Mr. Pinion of the Comet suddenly laughed, a curt and startled laugh, for
he was very quick and had already guessed the joke.

"You don't really mean--" he began.

"Well, it's quite simple, isn't it?" replied his informant. "He feasts on
all the most luxurious and expensive things that he doesn't like.
Especially on the things that he simply detests. Under that cover, nobody
can possibly accuse him of virtue. He remains impenetrably protected
behind a rampart of repulsive oysters and unwelcome aperitifs. In short,
the hermit must now hide anywhere but in the hermitage. He generally
hides in the latest luxurious gilded hotels, because that's where they
have the worst cooking."

"This is a very extraordinary tale," said the American, arching his
eyebrows.

"You begin to see the idea?" said the other. "If he has twenty different
hors-d'oeuvres brought to him and takes the olives, who is to know that
he hates olives? If he thoughtfully scans the whole wine-list and
eventually selects a rather recondite Hock, who will guess that his whole
soul rises in disgust at the very thought of Hock: and that he knows
that's the nastiest--even of Hocks? Whereas, if he were to demand dried
peas or a mouldy crust at the Ritz, he would probably attract attention."

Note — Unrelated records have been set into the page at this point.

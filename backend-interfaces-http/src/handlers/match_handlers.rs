use axum::extract::State;
use axum::http::{header, HeaderMap, HeaderValue, StatusCode};
use axum::response::{IntoResponse, Response};
use axum::Json;

use backend_application::commands::match_commands;
use backend_application::queries::match_queries;
use backend_application::AppState;
use backend_domain::{CsvRow, DashboardSummary, LogMatchRequest, MatchRecord};

use crate::error::HttpError;
use crate::middleware::authorize;

pub async fn log_match(
    State(state): State<AppState>,
    headers: HeaderMap,
    Json(payload): Json<LogMatchRequest>,
) -> Result<(StatusCode, Json<MatchRecord>), HttpError> {
    if !authorize(&state.config, &headers) {
        return Err(HttpError::Unauthorized);
    }
    let record = match_commands::log_match(&state, payload).await?;
    Ok((StatusCode::CREATED, Json(record)))
}

pub async fn dashboard(
    State(state): State<AppState>,
    headers: HeaderMap,
) -> Result<Json<DashboardSummary>, HttpError> {
    if !authorize(&state.config, &headers) {
        return Err(HttpError::Unauthorized);
    }
    let summary = match_queries::dashboard(&state).await?;
    Ok(Json(summary))
}

pub async fn export_matches(
    State(state): State<AppState>,
    headers: HeaderMap,
) -> Result<Response, HttpError> {
    if !authorize(&state.config, &headers) {
        return Err(HttpError::Unauthorized);
    }
    let csv = match_queries::export_matches(&state).await?;
    Ok(csv_response(csv))
}

pub async fn render_csv(
    State(state): State<AppState>,
    headers: HeaderMap,
    Json(rows): Json<Vec<CsvRow>>,
) -> Result<Response, HttpError> {
    if !authorize(&state.config, &headers) {
        return Err(HttpError::Unauthorized);
    }
    let csv = match_queries::render_rows(&rows)?;
    Ok(csv_response(csv))
}

fn csv_response(body: String) -> Response {
    let mut headers = HeaderMap::new();
    headers.insert(
        header::CONTENT_TYPE,
        HeaderValue::from_static("text/csv; charset=utf-8"),
    );
    (headers, body).into_response()
}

"I never can quite see," said the man in spectacles restlessly, "what is
the good of it all."

The other man lowered his magnetic eyes and looked down with some
embarrassment. At last he said: "I think I can see it, but I don't think
I can say it. I had a touch of it myself once, only in one special
direction, and I found it almost impossible to explain to anybody. Only
there is one mark of the real mystic and ascetic of this sort; that he
only wants to do it to himself. He wants everybody else to have what wine
or smokes they want and will ransack the Ritz for it. The moment he wants
to dragoon the others, the mystic sinks into a mire of degradation and
becomes the moral reformer."

There was a pause, and then the journalist said suddenly: "But, look
here, this won't do. It isn't only wasting his money on wining and dining
that has got Marillac a bad name. It's the whole thing. Why is he such a
fan for these rotten erotic plays and things? Why does he go about with a
woman like Mrs. Prague? That doesn't seem like a hermit, anyhow."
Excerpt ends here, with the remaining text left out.